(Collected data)

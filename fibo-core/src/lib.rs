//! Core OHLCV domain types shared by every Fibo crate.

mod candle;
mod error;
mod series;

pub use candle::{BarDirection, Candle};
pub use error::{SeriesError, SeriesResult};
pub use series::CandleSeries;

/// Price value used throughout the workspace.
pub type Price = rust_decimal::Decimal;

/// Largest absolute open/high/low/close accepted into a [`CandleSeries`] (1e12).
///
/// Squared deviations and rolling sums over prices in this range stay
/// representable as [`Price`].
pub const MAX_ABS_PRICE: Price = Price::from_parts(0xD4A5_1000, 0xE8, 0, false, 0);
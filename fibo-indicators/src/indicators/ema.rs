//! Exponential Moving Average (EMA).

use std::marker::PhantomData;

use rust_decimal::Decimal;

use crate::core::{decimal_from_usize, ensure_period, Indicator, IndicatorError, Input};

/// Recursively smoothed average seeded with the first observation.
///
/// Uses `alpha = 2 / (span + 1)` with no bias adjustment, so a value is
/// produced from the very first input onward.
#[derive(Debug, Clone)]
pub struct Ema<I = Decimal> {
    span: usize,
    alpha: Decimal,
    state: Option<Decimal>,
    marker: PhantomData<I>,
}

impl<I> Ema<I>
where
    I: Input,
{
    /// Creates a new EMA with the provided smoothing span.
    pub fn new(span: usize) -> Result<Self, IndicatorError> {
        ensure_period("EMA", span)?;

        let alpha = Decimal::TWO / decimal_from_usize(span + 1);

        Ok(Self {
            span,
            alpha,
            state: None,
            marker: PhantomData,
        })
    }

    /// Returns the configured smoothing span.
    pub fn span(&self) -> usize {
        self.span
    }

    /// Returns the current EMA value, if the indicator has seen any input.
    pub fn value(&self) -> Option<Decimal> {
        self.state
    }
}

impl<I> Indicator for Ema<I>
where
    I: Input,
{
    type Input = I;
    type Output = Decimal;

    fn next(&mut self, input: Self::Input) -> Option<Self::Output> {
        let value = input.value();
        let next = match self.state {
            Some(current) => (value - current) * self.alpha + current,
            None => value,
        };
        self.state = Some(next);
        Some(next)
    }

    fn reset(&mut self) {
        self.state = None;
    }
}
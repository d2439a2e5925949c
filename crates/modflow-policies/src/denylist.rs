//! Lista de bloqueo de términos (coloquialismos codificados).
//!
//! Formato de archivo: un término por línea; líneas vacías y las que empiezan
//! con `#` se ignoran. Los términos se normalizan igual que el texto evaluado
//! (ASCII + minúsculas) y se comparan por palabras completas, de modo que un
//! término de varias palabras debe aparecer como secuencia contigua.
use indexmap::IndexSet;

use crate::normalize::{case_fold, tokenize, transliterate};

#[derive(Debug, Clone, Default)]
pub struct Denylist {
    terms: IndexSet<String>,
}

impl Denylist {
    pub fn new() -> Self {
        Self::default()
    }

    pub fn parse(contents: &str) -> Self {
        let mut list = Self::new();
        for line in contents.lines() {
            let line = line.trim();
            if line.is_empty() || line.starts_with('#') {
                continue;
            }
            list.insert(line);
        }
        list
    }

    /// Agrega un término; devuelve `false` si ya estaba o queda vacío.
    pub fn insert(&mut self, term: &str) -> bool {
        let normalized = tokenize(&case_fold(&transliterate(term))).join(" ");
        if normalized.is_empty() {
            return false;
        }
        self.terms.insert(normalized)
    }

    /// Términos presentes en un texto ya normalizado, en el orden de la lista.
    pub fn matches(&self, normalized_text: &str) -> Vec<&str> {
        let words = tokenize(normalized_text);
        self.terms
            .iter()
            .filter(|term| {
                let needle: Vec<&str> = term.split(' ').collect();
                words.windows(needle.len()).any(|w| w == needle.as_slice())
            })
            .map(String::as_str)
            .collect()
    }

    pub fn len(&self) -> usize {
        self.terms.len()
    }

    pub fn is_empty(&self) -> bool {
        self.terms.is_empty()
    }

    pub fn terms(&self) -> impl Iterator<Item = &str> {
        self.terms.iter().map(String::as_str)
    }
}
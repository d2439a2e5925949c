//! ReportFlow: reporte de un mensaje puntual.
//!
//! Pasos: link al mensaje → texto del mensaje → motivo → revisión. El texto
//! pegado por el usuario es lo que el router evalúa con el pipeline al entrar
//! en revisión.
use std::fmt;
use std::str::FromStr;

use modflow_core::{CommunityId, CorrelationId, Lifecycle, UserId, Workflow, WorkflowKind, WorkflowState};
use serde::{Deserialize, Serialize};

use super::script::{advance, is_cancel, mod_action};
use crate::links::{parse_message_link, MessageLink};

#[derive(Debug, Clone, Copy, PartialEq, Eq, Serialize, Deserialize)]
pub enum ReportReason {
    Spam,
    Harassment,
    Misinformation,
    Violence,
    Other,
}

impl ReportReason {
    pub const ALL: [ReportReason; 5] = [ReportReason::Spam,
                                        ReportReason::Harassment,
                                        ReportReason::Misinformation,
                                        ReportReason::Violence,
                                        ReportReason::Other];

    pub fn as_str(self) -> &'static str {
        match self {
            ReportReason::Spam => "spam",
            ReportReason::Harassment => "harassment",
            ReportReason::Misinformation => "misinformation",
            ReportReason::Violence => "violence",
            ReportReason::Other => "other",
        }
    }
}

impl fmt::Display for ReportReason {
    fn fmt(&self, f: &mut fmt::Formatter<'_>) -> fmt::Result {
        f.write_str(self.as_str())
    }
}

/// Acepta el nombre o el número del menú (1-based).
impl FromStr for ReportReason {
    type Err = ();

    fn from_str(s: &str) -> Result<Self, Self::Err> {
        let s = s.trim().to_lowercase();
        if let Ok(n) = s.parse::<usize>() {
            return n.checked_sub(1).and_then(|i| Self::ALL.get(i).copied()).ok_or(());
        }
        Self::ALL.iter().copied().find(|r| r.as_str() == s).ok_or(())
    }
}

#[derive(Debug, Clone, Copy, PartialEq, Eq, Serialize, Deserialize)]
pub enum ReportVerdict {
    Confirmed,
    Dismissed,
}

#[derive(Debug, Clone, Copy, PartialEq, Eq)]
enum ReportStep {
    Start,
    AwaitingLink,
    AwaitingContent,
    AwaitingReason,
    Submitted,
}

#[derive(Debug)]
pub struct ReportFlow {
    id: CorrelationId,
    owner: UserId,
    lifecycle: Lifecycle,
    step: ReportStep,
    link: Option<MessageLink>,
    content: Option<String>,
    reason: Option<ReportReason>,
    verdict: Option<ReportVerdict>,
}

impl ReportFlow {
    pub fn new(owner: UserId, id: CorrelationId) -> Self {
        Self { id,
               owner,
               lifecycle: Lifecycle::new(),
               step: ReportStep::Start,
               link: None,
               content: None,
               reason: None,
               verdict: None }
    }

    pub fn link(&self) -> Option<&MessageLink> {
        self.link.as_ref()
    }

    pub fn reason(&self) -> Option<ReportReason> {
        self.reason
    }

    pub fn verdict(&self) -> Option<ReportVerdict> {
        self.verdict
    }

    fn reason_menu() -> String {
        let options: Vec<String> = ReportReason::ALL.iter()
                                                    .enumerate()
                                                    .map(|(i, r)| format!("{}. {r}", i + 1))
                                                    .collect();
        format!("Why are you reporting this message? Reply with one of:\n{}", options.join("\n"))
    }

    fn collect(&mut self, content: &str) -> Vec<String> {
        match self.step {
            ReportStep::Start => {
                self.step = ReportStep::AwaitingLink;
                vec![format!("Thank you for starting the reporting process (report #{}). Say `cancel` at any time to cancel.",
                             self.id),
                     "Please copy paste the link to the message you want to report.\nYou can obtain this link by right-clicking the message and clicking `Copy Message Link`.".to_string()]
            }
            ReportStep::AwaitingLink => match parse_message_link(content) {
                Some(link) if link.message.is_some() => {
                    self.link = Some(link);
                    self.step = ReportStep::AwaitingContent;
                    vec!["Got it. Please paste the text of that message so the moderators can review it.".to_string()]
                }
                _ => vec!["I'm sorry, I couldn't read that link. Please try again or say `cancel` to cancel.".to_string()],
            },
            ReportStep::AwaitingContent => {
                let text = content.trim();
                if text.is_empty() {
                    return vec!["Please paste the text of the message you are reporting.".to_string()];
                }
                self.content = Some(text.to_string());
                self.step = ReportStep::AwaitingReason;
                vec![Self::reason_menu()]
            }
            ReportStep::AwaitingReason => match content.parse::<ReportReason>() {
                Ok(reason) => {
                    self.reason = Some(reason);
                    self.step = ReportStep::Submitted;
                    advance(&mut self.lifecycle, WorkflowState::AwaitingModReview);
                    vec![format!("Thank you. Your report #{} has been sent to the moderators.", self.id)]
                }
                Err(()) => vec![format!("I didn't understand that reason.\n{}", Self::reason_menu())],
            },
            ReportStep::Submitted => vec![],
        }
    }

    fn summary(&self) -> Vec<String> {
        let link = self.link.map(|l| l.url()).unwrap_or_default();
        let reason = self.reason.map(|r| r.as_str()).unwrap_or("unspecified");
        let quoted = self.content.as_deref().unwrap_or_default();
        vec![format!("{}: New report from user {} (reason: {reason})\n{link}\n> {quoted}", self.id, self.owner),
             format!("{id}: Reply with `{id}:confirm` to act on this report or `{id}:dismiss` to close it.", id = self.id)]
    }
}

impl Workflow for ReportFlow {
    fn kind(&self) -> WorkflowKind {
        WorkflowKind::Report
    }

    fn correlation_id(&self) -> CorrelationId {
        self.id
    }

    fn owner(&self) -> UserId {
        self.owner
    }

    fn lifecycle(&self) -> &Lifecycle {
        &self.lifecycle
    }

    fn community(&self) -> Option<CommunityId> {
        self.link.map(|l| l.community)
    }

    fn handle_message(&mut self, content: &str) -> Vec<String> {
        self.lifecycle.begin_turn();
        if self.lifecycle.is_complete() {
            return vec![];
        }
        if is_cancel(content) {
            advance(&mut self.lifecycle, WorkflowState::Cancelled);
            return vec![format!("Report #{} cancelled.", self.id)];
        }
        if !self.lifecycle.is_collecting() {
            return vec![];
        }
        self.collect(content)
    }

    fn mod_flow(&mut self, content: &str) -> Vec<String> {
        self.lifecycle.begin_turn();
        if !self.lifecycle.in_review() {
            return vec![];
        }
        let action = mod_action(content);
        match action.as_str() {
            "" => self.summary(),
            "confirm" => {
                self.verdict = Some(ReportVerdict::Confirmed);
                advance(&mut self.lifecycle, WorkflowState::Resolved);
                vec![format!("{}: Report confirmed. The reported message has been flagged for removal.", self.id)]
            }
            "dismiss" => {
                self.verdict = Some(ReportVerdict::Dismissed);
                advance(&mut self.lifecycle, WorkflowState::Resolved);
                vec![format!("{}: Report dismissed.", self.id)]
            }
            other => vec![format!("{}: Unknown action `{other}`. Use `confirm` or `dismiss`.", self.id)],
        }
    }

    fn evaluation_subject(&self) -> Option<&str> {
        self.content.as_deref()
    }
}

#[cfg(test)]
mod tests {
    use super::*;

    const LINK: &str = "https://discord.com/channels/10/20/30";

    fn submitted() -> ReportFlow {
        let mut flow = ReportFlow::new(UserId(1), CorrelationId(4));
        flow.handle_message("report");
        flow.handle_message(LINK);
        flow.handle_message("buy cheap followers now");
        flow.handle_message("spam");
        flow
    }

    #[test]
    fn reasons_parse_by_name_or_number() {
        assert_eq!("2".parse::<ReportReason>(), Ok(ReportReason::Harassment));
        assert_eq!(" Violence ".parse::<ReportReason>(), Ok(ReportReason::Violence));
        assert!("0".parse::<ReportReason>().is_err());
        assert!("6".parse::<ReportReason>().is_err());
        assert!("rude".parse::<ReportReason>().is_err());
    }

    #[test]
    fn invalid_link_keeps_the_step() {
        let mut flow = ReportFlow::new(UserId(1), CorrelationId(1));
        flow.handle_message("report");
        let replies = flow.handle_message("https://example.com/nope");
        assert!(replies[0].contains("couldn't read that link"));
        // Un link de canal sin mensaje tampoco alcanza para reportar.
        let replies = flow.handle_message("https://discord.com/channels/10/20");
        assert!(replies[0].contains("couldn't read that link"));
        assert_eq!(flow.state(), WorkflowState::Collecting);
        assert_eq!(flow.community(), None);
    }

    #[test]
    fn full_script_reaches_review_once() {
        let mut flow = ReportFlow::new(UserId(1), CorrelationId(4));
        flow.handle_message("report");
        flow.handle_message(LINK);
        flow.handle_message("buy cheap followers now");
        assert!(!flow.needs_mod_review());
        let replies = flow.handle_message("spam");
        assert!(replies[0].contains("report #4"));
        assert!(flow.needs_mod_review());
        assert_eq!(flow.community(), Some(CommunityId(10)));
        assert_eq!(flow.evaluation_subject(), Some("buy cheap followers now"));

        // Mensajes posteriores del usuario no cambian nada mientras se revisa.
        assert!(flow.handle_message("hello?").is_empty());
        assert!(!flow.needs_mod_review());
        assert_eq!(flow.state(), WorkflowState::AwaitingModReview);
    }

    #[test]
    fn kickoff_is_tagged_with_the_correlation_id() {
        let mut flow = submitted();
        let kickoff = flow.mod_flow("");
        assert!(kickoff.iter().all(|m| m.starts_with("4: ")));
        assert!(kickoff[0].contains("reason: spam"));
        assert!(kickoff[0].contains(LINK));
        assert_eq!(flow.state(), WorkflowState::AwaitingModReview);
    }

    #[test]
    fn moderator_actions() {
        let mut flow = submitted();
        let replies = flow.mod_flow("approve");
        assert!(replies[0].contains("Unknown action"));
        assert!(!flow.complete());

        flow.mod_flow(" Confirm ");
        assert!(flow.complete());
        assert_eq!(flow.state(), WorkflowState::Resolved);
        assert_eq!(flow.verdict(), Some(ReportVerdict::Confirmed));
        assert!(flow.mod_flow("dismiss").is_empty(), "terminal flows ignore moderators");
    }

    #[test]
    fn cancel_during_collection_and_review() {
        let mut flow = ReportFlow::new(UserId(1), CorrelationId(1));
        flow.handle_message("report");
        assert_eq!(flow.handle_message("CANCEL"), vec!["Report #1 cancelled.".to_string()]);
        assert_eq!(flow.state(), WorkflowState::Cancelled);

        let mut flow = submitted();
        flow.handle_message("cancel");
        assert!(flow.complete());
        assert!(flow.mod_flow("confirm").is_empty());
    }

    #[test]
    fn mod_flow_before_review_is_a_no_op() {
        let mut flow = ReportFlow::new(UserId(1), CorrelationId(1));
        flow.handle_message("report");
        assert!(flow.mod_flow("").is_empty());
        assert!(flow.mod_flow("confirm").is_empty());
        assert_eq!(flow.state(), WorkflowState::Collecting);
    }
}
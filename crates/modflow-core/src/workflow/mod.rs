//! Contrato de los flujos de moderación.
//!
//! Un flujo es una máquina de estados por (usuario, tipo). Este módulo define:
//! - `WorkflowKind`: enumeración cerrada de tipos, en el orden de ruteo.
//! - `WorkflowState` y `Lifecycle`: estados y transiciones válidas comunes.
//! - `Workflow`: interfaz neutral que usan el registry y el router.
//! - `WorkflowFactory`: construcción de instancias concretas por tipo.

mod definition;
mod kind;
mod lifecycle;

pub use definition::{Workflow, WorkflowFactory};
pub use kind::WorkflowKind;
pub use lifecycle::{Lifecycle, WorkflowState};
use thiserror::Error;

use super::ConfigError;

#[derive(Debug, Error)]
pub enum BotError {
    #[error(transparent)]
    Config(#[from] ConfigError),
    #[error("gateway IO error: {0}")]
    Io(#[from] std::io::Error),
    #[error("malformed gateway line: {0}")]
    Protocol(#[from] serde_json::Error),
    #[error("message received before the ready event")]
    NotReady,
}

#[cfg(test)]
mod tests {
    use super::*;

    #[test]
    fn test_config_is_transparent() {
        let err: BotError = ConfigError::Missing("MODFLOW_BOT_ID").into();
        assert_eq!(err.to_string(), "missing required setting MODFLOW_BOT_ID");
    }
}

* _WHAT YOU HAVE TO DO_
Among the records above, find each line holding the string "quoted" and pull it out.

* _PROBLEM SOLUTION_
        let quoted = self.content.as_deref().unwrap_or_default();
        vec![format!("{}: New report from user {} (reason: {reason})\n{link}\n> {quoted}", self.id, self.owner),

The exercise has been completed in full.